I've switched the order of today's posts to slip in this final reminder about the final concert in the St. Petersburg Quartet's Shostakovich Beethoven series. On the program, at 3pm at Bargemusic, at the Fulton Ferry Landing in Brooklyn, are the Shostakovich 11th, 12th, and 15th Quartets and Beethoven's Grosse Fuge.

It's been a remarkable series, with last night's program on a par with Friday night's extraordinary one. In Shostakovich, I'm realizing that, as much as I love the St. Petersburg's 1999-2003 recording of the 15 quartets for Hyperion, the performances have evolved significantly, especially in the later quartets, which makes today's program that much more attractive. Seemingly paradoxically, the deeper the quartet delves into the music, the clearer and more readily digestible the music becomes.

At some point we have to hope that somebody undertakes a new St. Petersburg recording of the Shostakovich quartets. How about a video version? I've found it fascinating watching these players play the music. We're going to have to talk about this more, but for now the message is: If you have the opportunity, go! You really don't want to miss this.

Now back to our regularly scheduled program. In Friday night's and last night's Faust previews we've set the stage for the first moment when Faust and Marguerite are finally alone together. Friday night we heard Faust's great aria, "Salut, demeure chaste et pure," and last night we heard Marguerite first having her recollection of the lovelorn old king of Thulé interrupted by thoughts of the dashing stranger she met briefly earlier, and then we heard her discover the casket of jewels left for her by Méphistophélès on Faust's behalf, with a mirror cunningly included at the bottom, enabling the poor girl to see herself astoundingly bedecked in the mysteriously appeared jewels.

I'm sorry to say we're going to skip over the Garden Scene quartet, with the introduction into the scene of Faust and Méphisto as well as Marguerite's nosy neighbor Dame Marthe Schwertlein, as the Devil greets her in preparation for announcing to her the cheerful news, "Your husband is dead, Madame, and greets you." While Méphisto occupies Marthe, Faust and Marguerite have a moment to themselves, but as I say, we're skipping over the whole of the quartet.

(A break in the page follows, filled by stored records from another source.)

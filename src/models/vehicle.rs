//! Modelo de Vehicle
//!
//! Este módulo contiene el struct Vehicle, el tipo de combustible y la tabla
//! de asignaciones vehículo-conductor.

use chrono::{DateTime, Utc};
use serde::{Deserialize, Serialize};
use sqlx::{FromRow, Type};
use uuid::Uuid;

/// Tipo de combustible - mapea al ENUM fuel_type
#[derive(Debug, Clone, Copy, Serialize, Deserialize, Type, PartialEq, Eq, Default)]
#[sqlx(type_name = "fuel_type", rename_all = "lowercase")]
pub enum FuelType {
    #[default]
    Petrol,
    Diesel,
    Electric,
    Hybrid,
    Lpg,
    Cng,
}

/// Vehicle principal - mapea exactamente a la tabla vehicles
#[derive(Debug, Clone, Serialize, Deserialize, FromRow, PartialEq)]
pub struct Vehicle {
    pub id: Uuid,
    pub company_id: Uuid,
    pub brand: String,
    pub model: String,
    pub license_plate: String,
    pub vin: Option<String>,
    pub fuel_type: FuelType,
    pub year: i32,
    pub mileage: i64,
    pub is_public: bool,
    pub notes: Option<String>,
    pub created_at: DateTime<Utc>,
    pub updated_at: DateTime<Utc>,
}

impl Vehicle {
    /// Un vehículo puede ser conducido por cualquier miembro si es público
    pub fn is_open_to(&self, company_id: Option<Uuid>) -> bool {
        self.is_public && company_id == Some(self.company_id)
    }
}

/// Asignación conductor-vehículo - mapea a vehicle_assignments
#[derive(Debug, Clone, Serialize, Deserialize, FromRow, PartialEq)]
pub struct VehicleAssignment {
    pub id: Uuid,
    pub profile_id: Uuid,
    pub vehicle_id: Uuid,
    pub created_at: DateTime<Utc>,
}

impl VehicleAssignment {
    pub fn new(profile_id: Uuid, vehicle_id: Uuid) -> Self {
        Self {
            id: Uuid::new_v4(),
            profile_id,
            vehicle_id,
            created_at: Utc::now(),
        }
    }
}
#[async_trait]
impl TripRepository for MemoryStore {
    async fn create(&self, trip: &TripEntry) -> AppResult<TripEntry> {
        self.tables.write().await.trips.insert(trip.id, trip.clone());
        Ok(trip.clone())
    }

    async fn find_by_id(&self, id: Uuid) -> AppResult<Option<TripEntry>> {
        Ok(self.tables.read().await.trips.get(&id).cloned())
    }

    async fn list_by_profile(&self, profile_id: Uuid) -> AppResult<Vec<TripEntry>> {
        let tables = self.tables.read().await;
        let mut trips: Vec<TripEntry> = tables
            .trips
            .values()
            .filter(|t| t.profile_id == profile_id)
            .cloned()
            .collect();
        newest_first(&mut trips);
        Ok(trips)
    }

    async fn list_by_company(&self, company_id: Uuid, filters: &TripFilters) -> AppResult<Vec<TripEntry>> {
        let tables = self.tables.read().await;
        let mut trips: Vec<TripEntry> = tables
            .trips
            .values()
            .filter(|t| t.company_id == company_id && filters.matches(t))
            .cloned()
            .collect();
        newest_first(&mut trips);
        Ok(trips)
    }

    async fn count_by_vehicle(&self, vehicle_id: Uuid) -> AppResult<i64> {
        let tables = self.tables.read().await;
        Ok(tables.trips.values().filter(|t| t.vehicle_id == vehicle_id).count() as i64)
    }

    async fn update(&self, trip: &TripEntry) -> AppResult<TripEntry> {
        let mut tables = self.tables.write().await;
        let stored = tables
            .trips
            .get_mut(&trip.id)
            .ok_or_else(|| AppError::NotFound("Trip not found".to_string()))?;
        *stored = TripEntry {
            updated_at: Utc::now(),
            ..trip.clone()
        };
        Ok(stored.clone())
    }

    async fn delete_with_attachments(&self, id: Uuid) -> AppResult<Vec<Attachment>> {
        let mut tables = self.tables.write().await;
        if tables.trips.remove(&id).is_none() {
            return Err(AppError::NotFound("Trip not found".to_string()));
        }
        let removed: Vec<Uuid> = tables
            .attachments
            .values()
            .filter(|a| a.trip_id == id)
            .map(|a| a.id)
            .collect();
        Ok(removed
            .into_iter()
            .filter_map(|attachment_id| tables.attachments.remove(&attachment_id))
            .collect())
    }
}
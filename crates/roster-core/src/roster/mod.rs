//! In-memory student roster.
//!
//! - `RosterStore` - owns records in insertion order and answers queries
//! - `ranking` - the total order used by every ranked query
//! - `search` - rounded-average lookup over a ranking
//! - `Roster` - service interface implemented by `RosterStore`

pub mod ranking;
pub mod search;
mod service;
mod store;

pub use service::*;
pub use store::*;
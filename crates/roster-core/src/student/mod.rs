//! Student record types.
//!
//! - `Subject` - the three graded subjects
//! - `ScoreSet` - one grade per subject, with a derived average
//! - `Record` - a student name paired with a `ScoreSet`

mod record;
mod score;

pub use record::*;
pub use score::*;
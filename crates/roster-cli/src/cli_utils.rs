//! Common CLI utility functions shared across commands.

use anyhow::{Context, Result};
use roster_core::config::grades::MAX_GRADE;
use roster_core::export::{export_console, export_json, export_tsv};
use roster_core::{Record, RosterStore, ScoreSet};
use tracing::{debug, info};

use crate::cli::ExportFormat;

#[derive(Debug, Clone, Copy)]
pub struct OutputOptions {
    pub format: ExportFormat,
    pub color: bool,
}

/// Roster used when no `--student` is given
pub fn sample_records() -> Vec<Record> {
    vec![
        Record::new("Nguyen Van A", ScoreSet::new(10, 9, 8)),
        Record::new("Tran Thi B", ScoreSet::new(8, 7, 9)),
        Record::new("Le Van C", ScoreSet::new(9, 10, 9)),
        Record::new("Pham Thi D", ScoreSet::new(7, 8, 7)),
        Record::new("Hoang Van E", ScoreSet::new(10, 10, 10)),
    ]
}

/// Build the roster from command-line records, or the sample roster.
///
/// With `strict`, every grade must be at most `MAX_GRADE`.
pub fn build_roster(students: Vec<Record>, strict: bool) -> Result<RosterStore> {
    let records = if students.is_empty() {
        debug!("No students given, using sample roster");
        sample_records()
    } else {
        students
    };

    if strict {
        for record in &records {
            record
                .scores
                .validate(MAX_GRADE)
                .with_context(|| format!("Invalid grades for {}", record.name))?;
        }
    }

    let roster: RosterStore = records.into_iter().collect();
    info!("Loaded {} students", roster.len());
    Ok(roster)
}

/// Render records in display order
pub fn render<'a, I>(records: I, output: OutputOptions) -> Result<String>
where
    I: IntoIterator<Item = &'a Record>,
{
    Ok(match output.format {
        ExportFormat::Console => export_console(records, output.color),
        ExportFormat::Tsv => export_tsv(records),
        ExportFormat::Json => export_json(records)?,
    })
}
//! Summary command implementation.

use anyhow::Result;
use roster_core::RosterStore;
use roster_core::export::format_summary_console;

use crate::cli::ExportFormat;
use crate::cli_utils::OutputOptions;

pub fn run(roster: &RosterStore, output: OutputOptions) -> Result<()> {
    let summary = roster.summary();

    match output.format {
        ExportFormat::Console => println!("{}", format_summary_console(&summary)),
        ExportFormat::Json => println!("{}", serde_json::to_string_pretty(&summary)?),
        ExportFormat::Tsv => {
            let cell = |value: Option<f64>| value.map_or_else(String::new, |v| format!("{v:.2}"));
            println!("count\tmean\thighest\tlowest");
            println!(
                "{}\t{}\t{}\t{}",
                summary.count,
                cell(summary.mean_average),
                cell(summary.highest_average),
                cell(summary.lowest_average)
            );
        }
    }

    Ok(())
}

Finally the soon-to-be lovers are left alone, with eventually catastrophic consequences for poor Marguerite, but not for Faust, who has one sweet time, and especially not for the Devil, for whom everything is working out according to plan. He pronounces a tingling invocation. We're going to hear it again in the click-through, but let's start at the top with the great Ezio Pinza.

Faust: Act III, Invocation, Méphistophélès, "Il était temps" . . . "O nuit, étends sur eux ton ombre"
Not a moment too soon! Beneath the dark boughs
Our lovers are wending their way back. 'Tis fine!
I must take care not to disturb such tender effusions.

O night, extend your shadow over them!
Love, make their ears deaf to untimely remorse!
And you, subtly scented flowers,
Bloom under this accursed hand of mine
And put the last touch to Marguerite's undoing!
[He vanishes as FAUST and MARGUERITE return.]
Ezio Pinza (bs), Méphistophélès; Metropolitan Opera Orchestra, Wilfred Pelletier, cond. Live performance, March 16, 1940


TO PROCEED TO THE REST OF OUR
FAUST EXCERPTS TODAY, CLICK HERE.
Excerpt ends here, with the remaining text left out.